The kids weren’t old enough for the documentary. Maybe they’d never be, but they’d been kept from it, out of the limelight of their two seconds of fame with PBS, and the DVD’s were stashed away in the house. She may have known some of their story, but only the parts they chose to share,
“Did you know your Mom walked on fire?” Okay, so he was improvising...a little.
“What?” she yelled, her eyes widening.
“Yep, Uncle Michael was going to do it, but he chickened out, and your Mom walked across fire, and then she came and talked to me, and she was the bravest I’d ever seen her. Until now. Mommy’s been pretty brave lately,” guilt made his stomach turn,
“Why are you telling me this?” she asked him, pulling one of his quilts around her, the cool air in the hospital sending a shiver down her spine.
“Because, your Dad’s not being very brave right now,” he stated matter of factly.
“I’m scared,” he paused and let the silence sit between them, his hands clenched lingering near his chest, signing to her.
“It’s my turn now,” she broke the silence between them. He tilted his head, “to tell you a story,” she finished.
“Dad,” she glanced down at her hands, fiddling with a mermaid mood ring on her pinky, and chipping away at the yellow polish on her nails.
“I saw you,” her eyes made direct contact with his, and he watched as they filled, and told him so much with so few words, “I saw you that day, The day we never talk about,” She wiped an eye,
“Cee, you don’t have to-”
“Mom thinks I don’t remember. I told her I don’t remember, because I don’t want to do what Philip had to do. And when I have nightmares, I just stay in my bed, and hold my pillows and I sing the song we sing all the time together, do you remember, the one about being brave?”
“I remember,” his voice was barely audible,
“When I went to Emily G’s house for her birthday last summer, I lied and told you we watched Frozen 3, but really we watched this scary movie about zombies, and I was so scared I couldn’t sleep all night,” she wrinkled her brow, apologizing with every tone in her voice,
“Daddy,” she’d begun to weep, “you were all…” she stopped, putting her hands up against her face, pushing her fogging glasses up against her forehead.
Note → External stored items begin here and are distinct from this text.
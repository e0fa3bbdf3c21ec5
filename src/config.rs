//! Runtime options of the `exact-rref` binary.
//!
//! Every flag has an environment fallback, so `EXACT_RREF_EQUATIONS=true`
//! is the same as passing `--equations`.

use std::path::PathBuf;

use clap::Parser;

use crate::printer::PrintOptions;

#[derive(Parser, Debug, Clone, PartialEq, Eq)]
#[command(name = "exact-rref")]
#[command(about = "Solve linear systems over the rationals by exact row reduction")]
#[command(version = env!("EXACT_RREF_VERSION"))]
pub struct Cli {
    /// Read the system from this file instead of standard input
    pub input: Option<PathBuf>,

    /// Read named linear equations instead of an augmented matrix
    #[arg(long, env = "EXACT_RREF_EQUATIONS")]
    pub equations: bool,

    /// Prefix of the generated variable names
    #[arg(long, env = "EXACT_RREF_VARIABLE_PREFIX", default_value = "x")]
    pub variable_prefix: String,

    /// Prefix of the free parameters
    #[arg(long, env = "EXACT_RREF_PARAMETER_PREFIX", default_value = "t")]
    pub parameter_prefix: String,

    /// Column separator of the printed matrix; `\t` is a tab
    #[arg(long, env = "EXACT_RREF_SEPARATOR", default_value = "\t")]
    pub separator: String,

    /// Log filter, e.g. `debug` or `exact_rref=trace`
    #[arg(long, env = "EXACT_RREF_LOG", default_value = "warn")]
    pub log: String,

    /// Only print the solution, not the reduced matrix
    #[arg(long)]
    pub quiet_matrix: bool,
}

#[derive(Debug, Clone, Copy, PartialEq, Eq)]
pub enum InputMode {
    Matrix,
    Equations,
}

#[derive(Debug, Clone, PartialEq, Eq)]
pub struct Config {
    /// `None` reads standard input.
    pub input: Option<PathBuf>,
    pub mode: InputMode,
    pub print: PrintOptions,
    pub log_filter: String,
}

impl Config {
    /// Parse the process arguments and environment.
    pub fn from_env() -> Config {
        Cli::parse().into()
    }
}

impl From<Cli> for Config {
    fn from(cli: Cli) -> Self {
        Config {
            input: cli.input.filter(|p| p.as_os_str() != "-"),
            mode: if cli.equations {
                InputMode::Equations
            } else {
                InputMode::Matrix
            },
            print: PrintOptions {
                variable_prefix: cli.variable_prefix.into(),
                parameter_prefix: cli.parameter_prefix.into(),
                column_separator: cli.separator.replace("\\t", "\t").into(),
                print_matrix: !cli.quiet_matrix,
            },
            log_filter: cli.log,
        }
    }
}

#[cfg(test)]
mod tests {
    use super::*;

    fn config(args: &[&str]) -> Config {
        Cli::try_parse_from(std::iter::once("exact-rref").chain(args.iter().copied()))
            .unwrap()
            .into()
    }

    #[test]
    fn defaults() {
        let c = config(&[]);
        assert_eq!(c.input, None);
        assert_eq!(c.mode, InputMode::Matrix);
        assert_eq!(c.print, PrintOptions::default());
        assert_eq!(c.log_filter, "warn");
    }

    #[test]
    fn flags() {
        let c = config(&[
            "--equations",
            "--variable-prefix",
            "y",
            "--parameter-prefix",
            "s",
            "--separator",
            "\\t|",
            "--log",
            "exact_rref=debug",
            "--quiet-matrix",
            "system.txt",
        ]);

        assert_eq!(c.input, Some(PathBuf::from("system.txt")));
        assert_eq!(c.mode, InputMode::Equations);
        assert_eq!(c.print.variable_prefix.as_str(), "y");
        assert_eq!(c.print.parameter_prefix.as_str(), "s");
        assert_eq!(c.print.column_separator.as_str(), "\t|");
        assert!(!c.print.print_matrix);
        assert_eq!(c.log_filter, "exact_rref=debug");
    }

    #[test]
    fn dash_is_stdin() {
        assert_eq!(config(&["-"]).input, None);
    }

    #[test]
    fn unknown_flag() {
        assert!(Cli::try_parse_from(["exact-rref", "--pivot", "max"]).is_err());
    }
}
“C’mere,” he put his arms out, and pulled her around his torso, her legs dangling on both sides of him, her head on his chest. She was so tall, so heavy. He moved his fingers through her curls, separating them, and rubbing his thumb against her scalp,
“We’re not always brave Dad, and that’s okay,” she mumbled through tears, “I wasn’t brave that day,” she looked up at him, “but I never thought I’d hear you talk again, and I never thought we’d play games together, or watch Top Gun together when Mom wasn’t home ever again,” her voice was mixed with sobs, and he continued to rub her head, then her back and finally she quieted down after a moment or two.
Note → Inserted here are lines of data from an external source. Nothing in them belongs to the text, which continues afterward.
fn parse_linear_form(
    text: &str,
    row: usize,
    vars: &mut VariableMap,
) -> Result<LinearForm, InputError> {
    let invalid = |reason: String| InputError::InvalidEquation { row, reason };
    let arithmetic = |source: ArithmeticError| InputError::Arithmetic { row, source };

    let chars: Vec<char> = text.chars().collect();
    let skip_whitespace = |pos: &mut usize| {
        while *pos < chars.len() && chars[*pos].is_whitespace() {
            *pos += 1;
        }
    };

    let mut form = LinearForm::default();
    let mut pos = 0;
    skip_whitespace(&mut pos);
    if pos == chars.len() {
        return Err(invalid("one side of the equation is empty".into()));
    }

    let mut first = true;
    while pos < chars.len() {
        let negative = match chars[pos] {
            '+' => {
                pos += 1;
                false
            }
            '-' => {
                pos += 1;
                true
            }
            _ if first => false,
            c => return Err(invalid(format!("expected `+` or `-` before `{}`", c))),
        };
        first = false;
        skip_whitespace(&mut pos);

        // a coefficient is a single token, `1 2` is not `12`
        let start = pos;
        while pos < chars.len() && (chars[pos].is_ascii_digit() || chars[pos] == '/') {
            pos += 1;
        }
        let coefficient = if pos > start {
            let s: String = chars[start..pos].iter().collect();
            Some(
                s.parse::<Rational>()
                    .map_err(|source| InputError::InvalidCoefficient { row, source })?,
            )
        } else {
            None
        };
        skip_whitespace(&mut pos);

        let star = pos < chars.len() && chars[pos] == '*';
        if star {
            pos += 1;
            skip_whitespace(&mut pos);
        }

        let start = pos;
        if pos < chars.len() && (chars[pos].is_alphabetic() || chars[pos] == '_') {
            pos += 1;
            while pos < chars.len() && (chars[pos].is_alphanumeric() || chars[pos] == '_') {
                pos += 1;
            }
        }
        let name = (pos > start).then(|| chars[start..pos].iter().collect::<String>());
        skip_whitespace(&mut pos);

        let value = match (&coefficient, &name) {
            (None, None) => {
                return Err(invalid(match chars.get(pos) {
                    Some(c) => format!("unexpected `{}`", c),
                    None => "expected a term after the sign".into(),
                }))
            }
            (_, None) if star => return Err(invalid("expected a variable after `*`".into())),
            (None, Some(_)) if star => {
                return Err(invalid("expected a coefficient before `*`".into()))
            }
            (Some(c), _) => *c,
            (None, Some(_)) => Rational::one(),
        };
        let value = if negative {
            value.neg().map_err(arithmetic)?
        } else {
            value
        };

        match name {
            Some(name) => {
                let v = vars.get_or_insert(&name);
                form.add_term(v, &value).map_err(arithmetic)?;
            }
            None => form.constant = form.constant.add(&value).map_err(arithmetic)?,
        }
    }

    Ok(form)
}

#[cfg(test)]
mod tests {
    use super::*;

    fn r(n: i64) -> Rational {
        Rational::from(n)
    }

    fn q(num: i64, den: i64) -> Rational {
        Rational::new(num, den).unwrap()
    }

    fn names(sys: &LinearSystem) -> Vec<&str> {
        sys.variables.iter().map(|v| v.as_str()).collect()
    }

    #[test]
    fn matrix() {
        let m = parse_matrix("2\n1 1 3\n1 -1 1\n").unwrap();
        assert_eq!((m.rows(), m.cols()), (2, 3));
        assert_eq!(m.row(1), &[r(1), r(-1), r(1)]);

        let m = parse_matrix("\n1\n 2\t1/2 \n").unwrap();
        assert_eq!(m.row(0), &[r(2), q(1, 2)]);

        let m = read_matrix("1\n4/6 -2/4".as_bytes()).unwrap();
        assert_eq!(m.row(0), &[q(2, 3), q(-1, 2)]);
    }

    #[test]
    fn matrix_errors() {
        assert!(matches!(parse_matrix(""), Err(InputError::MissingRowCount)));
        assert!(matches!(
            parse_matrix("0\n"),
            Err(InputError::InvalidRowCount(s)) if s == "0"
        ));
        assert!(matches!(
            parse_matrix("two\n1 2"),
            Err(InputError::InvalidRowCount(_))
        ));
        assert!(matches!(
            parse_matrix("3\n1 2\n3 4\n"),
            Err(InputError::MissingRow {
                expected: 3,
                found: 2
            })
        ));
        assert!(matches!(
            parse_matrix("2\n1 2 3\n4 5\n"),
            Err(InputError::MalformedRow {
                row: 2,
                expected: 3,
                found: 2
            })
        ));
        assert!(matches!(
            parse_matrix("2\n\n1 2\n"),
            Err(InputError::EmptyRow { row: 1 })
        ));
        assert!(matches!(
            parse_matrix("1\n1 2x 3\n"),
            Err(InputError::InvalidToken {
                row: 1,
                column: 2,
                source: ParseRationalError::InvalidNumerator { .. }
            })
        ));
        assert!(matches!(
            parse_matrix("1\n1 1/0\n"),
            Err(InputError::InvalidToken {
                column: 2,
                source: ParseRationalError::ZeroDenominator(_),
                ..
            })
        ));
    }

    #[test]
    fn equations() {
        let sys = parse_equations("2\nx + y = 3\nx - y = 1\n").unwrap();
        assert_eq!(names(&sys), ["x", "y"]);
        assert_eq!(sys.matrix.row(0), &[r(1), r(1), r(3)]);
        assert_eq!(sys.matrix.row(1), &[r(1), r(-1), r(1)]);
    }

    #[test]
    fn equation_terms() {
        let sys = parse_equations("2\n2a + 3/2*b - 1 = a + 4\n-b_2 + 7 = 2*a - b\n").unwrap();
        assert_eq!(names(&sys), ["a", "b", "b_2"]);

        // a + 3/2 b = 5
        assert_eq!(sys.matrix.row(0), &[r(1), q(3, 2), r(0), r(5)]);
        // -2a + b - b_2 = -7
        assert_eq!(sys.matrix.row(1), &[r(-2), r(1), r(-1), r(-7)]);
    }

    #[test]
    fn whitespace_separates_tokens() {
        let sys = parse_equations("1\n  2 * x -  y - 3/2 z_1 = 3 \n").unwrap();
        assert_eq!(names(&sys), ["x", "y", "z_1"]);
        assert_eq!(sys.matrix.row(0), &[r(2), r(-1), q(-3, 2), r(3)]);

        let sys = parse_equations("1\n\t- x\t=\t2 y\n").unwrap();
        assert_eq!(sys.matrix.row(0), &[r(-1), r(-2), r(0)]);
    }

    #[test]
    fn equations_without_variables() {
        let sys = read_equations("1\n3 = 1 + 2".as_bytes()).unwrap();
        assert!(sys.variables.is_empty());
        assert_eq!(sys.matrix.row(0), &[r(0)]);
    }

    #[test]
    fn equation_errors() {
        let err = |s: &str| parse_equations(s).unwrap_err();

        assert!(matches!(
            err("1\nx + y\n"),
            InputError::InvalidEquation { row: 1, .. }
        ));
        assert!(matches!(
            err("1\nx = y = 1\n"),
            InputError::InvalidEquation { row: 1, .. }
        ));
        assert!(matches!(
            err("1\n = 1\n"),
            InputError::InvalidEquation { .. }
        ));
        assert!(matches!(
            err("1\nx y = 1\n"),
            InputError::InvalidEquation { .. }
        ));
        assert!(matches!(
            err("1\n1 2 x = 3\n"),
            InputError::InvalidEquation { row: 1, .. }
        ));
        assert!(matches!(
            err("1\nx = 1 2\n"),
            InputError::InvalidEquation { row: 1, .. }
        ));
        assert!(matches!(
            err("1\n2* = 1\n"),
            InputError::InvalidEquation { .. }
        ));
        assert!(matches!(
            err("1\nx + = 1\n"),
            InputError::InvalidEquation { .. }
        ));
        assert!(matches!(
            err("1\nx + 1/0y = 1\n"),
            InputError::InvalidCoefficient {
                row: 1,
                source: ParseRationalError::ZeroDenominator(_)
            }
        ));
        assert!(matches!(
            err("2\nx = 1\n\n"),
            InputError::EmptyRow { row: 2 }
        ));
    }
}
“Cecelia, you are the bravest girl I know,” he lifted her face up to face him, “look at this scar on your forehead,” he ran his thumb over it, “you are bad ass” he grinned at her.
“You're brave too, Dad,” she sat up.
“That’s why I did this,” she pulled the curtain away from both of them, motioning behind her at his wheelchair in the room. It was covered in slime. Green, wet, sticky, slime. The absolute bane of his existence as a father. He couldn’t help but laugh at what his daughter had pulled off sometime in the midst of a science project, and an afternoon nap.
“Today, we’re going to walk to the window,” she stood up, off the bed and moved around putting her hands out. He wrapped his large hands around her tiny ones, noticing every nail bed was perfectly intact. She’d stopped biting. Who was this girl in front of him?